//! Relay error type.

use trellis_model::ModelError;
use trellis_peer::PeerError;

/// Error type for relay operations.
#[derive(Debug, Clone, thiserror::Error)]
pub enum RelayError {
    /// The underlying peer client failed.
    #[error(transparent)]
    Peer(#[from] PeerError),

    /// A model in transit could not be decoded or re-signed.
    #[error(transparent)]
    Model(#[from] ModelError),

    /// The external signer declined or failed.
    #[error("signer: {0}")]
    Signer(String),

    /// A blob transfer could not make progress.
    #[error("blob sync: {0}")]
    BlobSync(String),
}

/// Standard Result type for relay operations.
pub type Result<T> = std::result::Result<T, RelayError>;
|---|
= EXERCISE INSTRUCTIONS =
Scan the records above for the word "ModelError" and return every line where it occurs.

= WRITTEN RESPONSE =
use trellis_model::ModelError;
    Model(#[from] ModelError),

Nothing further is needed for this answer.